1. Prevent the epidemic: after the national upgrading of prevention and control measures, the epidemic ushered in an inflection point in May, and the number of confirmed covid-19 cases decreased significantly, providing an opportunity for enterprises to resume work and production. In May, the industrial added value increased by 0.7% year-on-year, from negative growth in April to positive, and the productivity was repaired. In addition, the manufacturing purchasing managers’ index (PMI) was close to 50% in May, returning to the boom and bust line, and the economic boom gradually rebounded.
2. Stabilize the economy: the development goal of the second quarter is to ensure that the economy achieves reasonable growth and the unemployment rate drops as soon as possible. The corresponding main measures include: on the one hand, investment and consumption drive the rapid recovery of the economy, that is, using infrastructure investment to drive the positive cycle of the economy, and promoting consumption policies to release potential domestic demand; On the other hand, market players should be protected to ensure employment and people’s livelihood.
Provide a strong financial guarantee for infrastructure investment, and realize the comprehensive effect of expanding effective investment, promoting employment and promoting consumption. The “package of policies and measures” requires that the issuance and use of 3.45 trillion yuan of special bonds issued this year should be accelerated, and the issuance should be basically completed by the end of June, and strive to be basically completed by the end of August. On June 30, the national Standing Committee once again clarified the measures of policy oriented and developmental financial instruments to support the construction of major projects, raising 300billion yuan through the issuance of financial bonds, etc., to supplement the capital of major projects, including new infrastructure. Finally, the linkage of fiscal and monetary policies to leverage larger-scale infrastructure projects will help to expand the effect of work relief: provide migrant workers, people out of poverty and other large-scale jobs, support them to increase their income through labor, and then stimulate County consumption.

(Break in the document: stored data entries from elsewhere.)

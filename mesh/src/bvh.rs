//! Bounding-volume hierarchy over a triangle stream.
//!
//! Triangles are keyed by centroid and radius (largest centroid-to-corner
//! distance); node boxes enclose those spheres. Nodes split at the median
//! centroid along the axis of greatest centroid variance, so the tree is
//! balanced and its depth is logarithmic in the triangle count.
//!
//! A built [`Bvh`] owns copies of the positions and triangles it indexes and
//! is immutable.

use std::cmp::Ordering;

use serde::{Deserialize, Serialize};

use crate::bounds::Aabb;
use crate::math::{Vec3, vec3};

/// Closest intersection of a segment with the mesh.
#[derive(Debug, Clone, Copy, PartialEq, Serialize, Deserialize)]
pub struct RayHit {
    /// Distance from the segment start to the hit point.
    pub distance: f32,
    /// Index into the triangle stream.
    pub triangle: u32,
}

#[derive(Debug, Clone, Copy)]
struct TriangleKey {
    centroid: [f32; 3],
    radius: f32,
}

impl TriangleKey {
    fn new(corners: [[f32; 3]; 3]) -> Self {
        let c = (vec3(corners[0]) + vec3(corners[1]) + vec3(corners[2])) / 3.0;
        let radius = corners
            .iter()
            .map(|p| (vec3(*p) - c).norm())
            .fold(0.0f32, f32::max);
        Self {
            centroid: [c.x, c.y, c.z],
            radius,
        }
    }

    fn bounds(&self) -> Aabb {
        Aabb::from_sphere(self.centroid, self.radius)
    }
}

#[derive(Debug, Clone, Copy)]
enum NodeKind {
    Leaf { start: u32, count: u32 },
    Interior { left: u32, right: u32 },
}

#[derive(Debug, Clone, Copy)]
struct BvhNode {
    bounds: Aabb,
    kind: NodeKind,
}

/// Immutable triangle BVH.
#[derive(Debug, Clone)]
pub struct Bvh {
    nodes: Vec<BvhNode>,
    root: Option<u32>,
    /// Triangle ids in leaf order.
    order: Vec<u32>,
    triangles: Vec<[u32; 3]>,
    positions: Vec<[f32; 3]>,
}

impl Bvh {
    /// Build over `triangles`, indexing into `positions`.
    ///
    /// Triangles referencing positions out of range are skipped.
    pub fn build(positions: Vec<[f32; 3]>, triangles: Vec<[u32; 3]>, leaf_size: usize) -> Self {
        crate::profile_function!();

        let leaf_size = leaf_size.max(1);
        let mut keys = Vec::with_capacity(triangles.len());
        let mut order = Vec::with_capacity(triangles.len());
        for (index, tri) in triangles.iter().enumerate() {
            let corners = tri.map(|i| positions.get(i as usize).copied());
            let [Some(a), Some(b), Some(c)] = corners else {
                log::warn!("Triangle {index} references a missing position; skipped");
                continue;
            };
            order.push(index as u32);
            keys.push(TriangleKey::new([a, b, c]));
        }

        let mut builder = Builder {
            nodes: Vec::with_capacity(2 * order.len() / leaf_size + 1),
            keys,
            order,
            leaf_size,
        };
        let root = if builder.order.is_empty() {
            None
        } else {
            let len = builder.order.len();
            Some(builder.build(0, len))
        };

        log::debug!(
            "Built BVH: {} triangles, {} nodes",
            builder.order.len(),
            builder.nodes.len()
        );

        Self {
            nodes: builder.nodes,
            root,
            order: builder.order,
            triangles,
            positions,
        }
    }

    /// Number of indexed triangles.
    pub fn triangle_count(&self) -> usize {
        self.order.len()
    }

    /// Number of nodes.
    pub fn node_count(&self) -> usize {
        self.nodes.len()
    }

    /// Bounds of the root node.
    pub fn bounds(&self) -> Aabb {
        self.root
            .map(|r| self.nodes[r as usize].bounds)
            .unwrap_or_default()
    }

    /// Closest hit of the segment `start → end`.
    pub fn intersect_segment(&self, start: [f32; 3], end: [f32; 3]) -> Option<RayHit> {
        let root = self.root?;
        let origin = vec3(start);
        let delta = vec3(end) - origin;
        let length = delta.norm();
        if length <= f32::EPSILON {
            return None;
        }
        let dir = delta / length;

        let mut best: Option<RayHit> = None;
        let mut stack = vec![root];
        while let Some(index) = stack.pop() {
            let node = &self.nodes[index as usize];
            let limit = best.map_or(length, |hit| hit.distance);
            if node.bounds.intersect_segment(&origin, &dir, limit).is_none() {
                continue;
            }
            match node.kind {
                NodeKind::Interior { left, right } => {
                    stack.push(right);
                    stack.push(left);
                }
                NodeKind::Leaf { start, count } => {
                    for &triangle in &self.order[start as usize..(start + count) as usize] {
                        let [a, b, c] = self.triangles[triangle as usize];
                        let corners = [
                            vec3(self.positions[a as usize]),
                            vec3(self.positions[b as usize]),
                            vec3(self.positions[c as usize]),
                        ];
                        if let Some(t) = intersect_triangle(&origin, &dir, &corners)
                            && t <= limit
                            && best.is_none_or(|hit| t < hit.distance)
                        {
                            best = Some(RayHit {
                                distance: t,
                                triangle,
                            });
                        }
                    }
                }
            }
        }
        best
    }
}

struct Builder {
    nodes: Vec<BvhNode>,
    keys: Vec<TriangleKey>,
    order: Vec<u32>,
    leaf_size: usize,
}

impl Builder {
    /// Build the subtree over `order[start..end]` and return its node index.
    fn build(&mut self, start: usize, end: usize) -> u32 {
        let bounds = self.keys[start..end]
            .iter()
            .fold(Aabb::EMPTY, |acc, key| acc.union(&key.bounds()));

        let span = end - start;
        if span <= self.leaf_size {
            return self.push(BvhNode {
                bounds,
                kind: NodeKind::Leaf {
                    start: start as u32,
                    count: span as u32,
                },
            });
        }

        let axis = self.choose_axis(start, end);
        let mid = start + span / 2;

        // Keep keys and order in lockstep while partitioning.
        let mut pairs: Vec<(TriangleKey, u32)> = self.keys[start..end]
            .iter()
            .copied()
            .zip(self.order[start..end].iter().copied())
            .collect();
        pairs.select_nth_unstable_by(span / 2, |a, b| centroid_compare(&a.0, &b.0, axis));
        for (offset, (key, triangle)) in pairs.into_iter().enumerate() {
            self.keys[start + offset] = key;
            self.order[start + offset] = triangle;
        }

        let left = self.build(start, mid);
        let right = self.build(mid, end);
        self.push(BvhNode {
            bounds,
            kind: NodeKind::Interior { left, right },
        })
    }

    fn push(&mut self, node: BvhNode) -> u32 {
        self.nodes.push(node);
        (self.nodes.len() - 1) as u32
    }

    /// Axis with the largest centroid variance.
    fn choose_axis(&self, start: usize, end: usize) -> usize {
        let mut sums = [0.0f32; 3];
        let mut sums_squared = [0.0f32; 3];
        for key in &self.keys[start..end] {
            for axis in 0..3 {
                sums[axis] += key.centroid[axis];
                sums_squared[axis] += key.centroid[axis].powi(2);
            }
        }

        let n = (end - start) as f32;
        let mut best_axis = 0;
        let mut best_variance = 0.0;
        for axis in 0..3 {
            let mean = sums[axis] / n;
            let variance = sums_squared[axis] / n - mean.powi(2);
            if variance > best_variance {
                best_variance = variance;
                best_axis = axis;
            }
        }
        best_axis
    }
}

fn centroid_compare(a: &TriangleKey, b: &TriangleKey, axis: usize) -> Ordering {
    a.centroid[axis].total_cmp(&b.centroid[axis])
}

/// Möller–Trumbore, two-sided. Returns the distance along `dir`.
fn intersect_triangle(origin: &Vec3, dir: &Vec3, corners: &[Vec3; 3]) -> Option<f32> {
    let edge1 = corners[1] - corners[0];
    let edge2 = corners[2] - corners[0];
    let p = dir.cross(&edge2);
    let det = edge1.dot(&p);
    if det.abs() < 1e-8 {
        return None;
    }
    let inv_det = 1.0 / det;
    let s = origin - corners[0];
    let u = s.dot(&p) * inv_det;
    if !(0.0..=1.0).contains(&u) {
        return None;
    }
    let q = s.cross(&edge1);
    let v = dir.dot(&q) * inv_det;
    if v < 0.0 || u + v > 1.0 {
        return None;
    }
    let t = edge2.dot(&q) * inv_det;
    (t >= 0.0).then_some(t)
}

Take mass consumption as the starting point and consumption vouchers as the carrier to actively release consumption potential. The “package of policies and measures” proposes to steadily increase the consumption of automobiles, household appliances and other bulk commodities. At the same time, the Ministry of industry and information technology and other departments jointly launched a new round of new energy vehicles to the countryside. In addition, many governments subsidize digital consumption of household appliances and actively promote green and energy-saving consumption. In the short term, as described above, automobile consumption has rebounded significantly in May; In the long run, the recovery of bulk consumption will help the continuous upgrading of consumption. In terms of consumer vouchers, as of early May, at least 19 provinces across the country planned to issue consumer vouchers, with a total amount of more than 5billion yuan, of which at least 11 provinces and cities planned to issue consumer vouchers of more than 100 million yuan.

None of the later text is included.